» Provided information
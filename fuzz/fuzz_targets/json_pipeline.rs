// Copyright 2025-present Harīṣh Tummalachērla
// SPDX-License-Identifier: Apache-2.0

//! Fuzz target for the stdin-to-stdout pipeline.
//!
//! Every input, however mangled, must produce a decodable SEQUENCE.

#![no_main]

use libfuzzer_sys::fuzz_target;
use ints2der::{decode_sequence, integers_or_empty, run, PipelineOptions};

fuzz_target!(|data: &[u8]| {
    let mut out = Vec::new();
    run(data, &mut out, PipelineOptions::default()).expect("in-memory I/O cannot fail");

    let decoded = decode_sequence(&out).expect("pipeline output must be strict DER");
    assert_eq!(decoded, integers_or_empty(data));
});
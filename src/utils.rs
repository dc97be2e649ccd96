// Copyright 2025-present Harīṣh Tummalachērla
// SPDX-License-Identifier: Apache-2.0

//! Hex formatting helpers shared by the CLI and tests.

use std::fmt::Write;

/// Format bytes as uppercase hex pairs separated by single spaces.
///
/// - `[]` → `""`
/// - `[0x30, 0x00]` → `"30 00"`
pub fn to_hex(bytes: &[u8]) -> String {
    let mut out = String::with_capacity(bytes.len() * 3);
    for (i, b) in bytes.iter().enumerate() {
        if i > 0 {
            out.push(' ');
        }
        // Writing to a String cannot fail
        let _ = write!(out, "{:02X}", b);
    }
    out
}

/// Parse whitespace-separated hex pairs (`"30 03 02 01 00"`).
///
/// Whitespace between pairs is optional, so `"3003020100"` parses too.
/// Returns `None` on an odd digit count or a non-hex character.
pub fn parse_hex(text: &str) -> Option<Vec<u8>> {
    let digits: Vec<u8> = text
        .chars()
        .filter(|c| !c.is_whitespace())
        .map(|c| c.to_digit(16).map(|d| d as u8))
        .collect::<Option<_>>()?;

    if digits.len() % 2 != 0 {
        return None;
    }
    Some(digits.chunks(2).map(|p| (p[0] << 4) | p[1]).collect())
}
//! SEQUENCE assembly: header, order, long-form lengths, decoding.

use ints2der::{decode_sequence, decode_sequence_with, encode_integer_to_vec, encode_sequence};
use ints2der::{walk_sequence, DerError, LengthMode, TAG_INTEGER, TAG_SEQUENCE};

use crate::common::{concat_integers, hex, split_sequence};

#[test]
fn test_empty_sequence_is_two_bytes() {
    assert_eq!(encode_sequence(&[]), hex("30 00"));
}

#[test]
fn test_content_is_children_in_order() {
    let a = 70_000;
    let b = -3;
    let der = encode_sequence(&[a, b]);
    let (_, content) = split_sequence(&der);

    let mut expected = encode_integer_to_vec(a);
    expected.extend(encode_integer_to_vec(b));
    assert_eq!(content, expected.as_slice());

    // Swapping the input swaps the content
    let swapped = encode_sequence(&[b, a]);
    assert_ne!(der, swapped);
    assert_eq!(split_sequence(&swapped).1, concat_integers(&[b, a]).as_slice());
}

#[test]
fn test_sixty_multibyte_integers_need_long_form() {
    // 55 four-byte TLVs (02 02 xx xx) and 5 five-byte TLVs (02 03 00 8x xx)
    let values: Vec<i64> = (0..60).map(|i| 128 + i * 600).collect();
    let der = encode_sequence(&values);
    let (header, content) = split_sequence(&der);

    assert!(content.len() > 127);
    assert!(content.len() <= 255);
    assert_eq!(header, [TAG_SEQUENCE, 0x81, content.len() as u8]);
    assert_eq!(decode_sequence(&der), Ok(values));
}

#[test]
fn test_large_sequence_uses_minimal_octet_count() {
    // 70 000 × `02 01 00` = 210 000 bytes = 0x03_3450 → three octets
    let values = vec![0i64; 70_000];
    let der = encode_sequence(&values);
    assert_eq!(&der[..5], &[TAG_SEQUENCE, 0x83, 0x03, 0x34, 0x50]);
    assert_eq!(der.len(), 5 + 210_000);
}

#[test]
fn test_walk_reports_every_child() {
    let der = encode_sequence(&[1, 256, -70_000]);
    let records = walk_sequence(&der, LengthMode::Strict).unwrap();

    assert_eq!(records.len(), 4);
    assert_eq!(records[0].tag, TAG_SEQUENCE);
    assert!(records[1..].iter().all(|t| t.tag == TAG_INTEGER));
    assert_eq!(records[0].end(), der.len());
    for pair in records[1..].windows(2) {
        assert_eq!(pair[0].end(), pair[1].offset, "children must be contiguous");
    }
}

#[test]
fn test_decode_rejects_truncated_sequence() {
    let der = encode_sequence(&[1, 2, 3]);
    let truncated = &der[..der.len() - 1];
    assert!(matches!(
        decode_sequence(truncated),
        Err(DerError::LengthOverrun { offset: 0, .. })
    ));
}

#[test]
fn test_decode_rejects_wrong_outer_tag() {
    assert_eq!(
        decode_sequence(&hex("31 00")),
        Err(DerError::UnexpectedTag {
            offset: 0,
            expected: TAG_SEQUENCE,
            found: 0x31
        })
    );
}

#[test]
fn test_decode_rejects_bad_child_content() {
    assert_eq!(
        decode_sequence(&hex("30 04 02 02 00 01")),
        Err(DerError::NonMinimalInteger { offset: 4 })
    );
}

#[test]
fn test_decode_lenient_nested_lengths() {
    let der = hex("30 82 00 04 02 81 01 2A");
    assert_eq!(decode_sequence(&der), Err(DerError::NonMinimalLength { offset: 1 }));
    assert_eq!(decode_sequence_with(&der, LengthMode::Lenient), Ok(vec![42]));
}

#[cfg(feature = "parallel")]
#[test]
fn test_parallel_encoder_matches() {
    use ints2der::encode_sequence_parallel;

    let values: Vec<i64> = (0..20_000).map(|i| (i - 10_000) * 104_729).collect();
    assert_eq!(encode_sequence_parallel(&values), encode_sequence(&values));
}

» Assigned task
Scan the listing for "filename" and copy out each line that has it.

» Result of this exercise
filename fuzz/fuzz_targets/json_pipeline.rs
filename src/utils.rs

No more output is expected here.